* _About this task_
The answer must be a single number, namely how many lines in the entries below contain the string "await".

* _Data in this exercise_
*** Begin section ***

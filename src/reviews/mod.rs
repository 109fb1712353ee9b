//! Running-average product ratings
//!
//! Every review folds one rating into the product's `(review_count, rating)`
//! pair through [`Storage::apply_rating`], which reads and writes the pair in
//! one atomic statement, so concurrent reviews never overwrite each other.
//! A write the store was too busy to take is retried a bounded number of times.
//!
//! Manufacturer-level ratings are not touched here; they are
//! rebuilt by [`crate::jobs::recompute_manufacturer_ratings`].

use serde_json::{json, Map};
use std::sync::Arc;
use std::time::Duration;
use thiserror::Error;
use tracing::{debug, info, warn};

use crate::ledger::{reasons, Ledger};
use crate::storage::{RatingUpdate, Storage, StorageError};

pub const FIVE_STAR_POINTS_SETTING: &str = "five_star_review_points";
pub const DEFAULT_FIVE_STAR_POINTS: i64 = 10;
pub const MAX_ATTEMPTS: usize = 8;
const RETRY_BACKOFF_MS: u64 = 10;

#[derive(Debug, Error)]
pub enum ReviewError {
    #[error("invalid review: {0}")]
    Validation(String),
    #[error("product '{0}' not found")]
    NotFound(String),
    #[error("rating update for '{product_id}' still busy after {attempts} attempts")]
    Conflict { product_id: String, attempts: usize },
    #[error(transparent)]
    Storage(#[from] StorageError),
}

#[derive(Debug, Clone, PartialEq)]
pub struct ReviewOutcome {
    pub product_id: String,
    pub manufacturer_id: String,
    pub review_count: i64,
    pub rating: f64,
    /// Set when a five-star bonus was queued for the manufacturer
    pub bonus_event_id: Option<String>,
}

pub struct RatingAggregator {
    storage: Arc<dyn Storage>,
    ledger: Arc<Ledger>,
}

impl RatingAggregator {
    pub fn new(storage: Arc<dyn Storage>, ledger: Arc<Ledger>) -> Self {
        Self { storage, ledger }
    }

    /// Fold `rating` into the product's aggregate, then award the five-star bonus.
    ///
    /// The bonus is queued after the rating is committed and cannot undo it.
    pub async fn record_review(
        &self,
        product_id: &str,
        review_id: &str,
        rating: i64,
    ) -> Result<ReviewOutcome, ReviewError> {
        if !(1..=5).contains(&rating) {
            return Err(ReviewError::Validation(format!(
                "rating must be between 1 and 5, got {rating}"
            )));
        }

        let mut committed = None;
        for attempt in 1..=MAX_ATTEMPTS {
            match self.storage.apply_rating(product_id, rating).await {
                Ok(Some(update)) => {
                    committed = Some(update);
                    break;
                }
                Ok(None) => return Err(ReviewError::NotFound(product_id.to_string())),
                Err(StorageError::Conflict) => {
                    debug!(product_id, attempt, "store busy, retrying rating update");
                    tokio::time::sleep(Duration::from_millis(RETRY_BACKOFF_MS * attempt as u64))
                        .await;
                }
                Err(e) => return Err(e.into()),
            }
        }

        let Some(RatingUpdate {
            manufacturer_id,
            review_count,
            rating: new_rating,
        }) = committed
        else {
            warn!(product_id, attempts = MAX_ATTEMPTS, "giving up on rating update");
            return Err(ReviewError::Conflict {
                product_id: product_id.to_string(),
                attempts: MAX_ATTEMPTS,
            });
        };

        info!(product_id, review_count, rating = new_rating, "product rating updated");

        let bonus_event_id = if rating == 5 {
            self.award_five_star_bonus(&manufacturer_id, product_id, review_id)
                .await
        } else {
            None
        };

        Ok(ReviewOutcome {
            product_id: product_id.to_string(),
            manufacturer_id,
            review_count,
            rating: new_rating,
            bonus_event_id,
        })
    }

    /// Configured bonus, `None` when awards are switched off
    async fn five_star_points(&self) -> Option<i64> {
        let configured = match self.storage.get_setting(FIVE_STAR_POINTS_SETTING).await {
            Ok(value) => value,
            Err(e) => {
                warn!(error = %e, "could not read five-star bonus setting, using default");
                None
            }
        };

        let points = match configured {
            None => DEFAULT_FIVE_STAR_POINTS,
            Some(raw) => match raw.trim().parse::<i64>() {
                Ok(points) => points,
                Err(_) => {
                    warn!(value = %raw, "five-star bonus setting is not an integer, using default");
                    DEFAULT_FIVE_STAR_POINTS
                }
            },
        };

        (points > 0).then_some(points)
    }

    async fn award_five_star_bonus(
        &self,
        manufacturer_id: &str,
        product_id: &str,
        review_id: &str,
    ) -> Option<String> {
        let Some(points) = self.five_star_points().await else {
            debug!(product_id, "five-star bonus disabled");
            return None;
        };

        let mut metadata = Map::new();
        metadata.insert("productId".to_string(), json!(product_id));
        metadata.insert("reviewId".to_string(), json!(review_id));

        match self.ledger.award_points(
            manufacturer_id,
            points,
            reasons::FIVE_STAR_REVIEW_RECEIVED,
            Some(metadata),
        ) {
            Ok(event_id) => Some(event_id),
            Err(e) => {
                warn!(product_id, manufacturer_id, error = %e, "five-star bonus not awarded");
                None
            }
        }
    }
}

*** End section ***

* _Response for this exercise_
5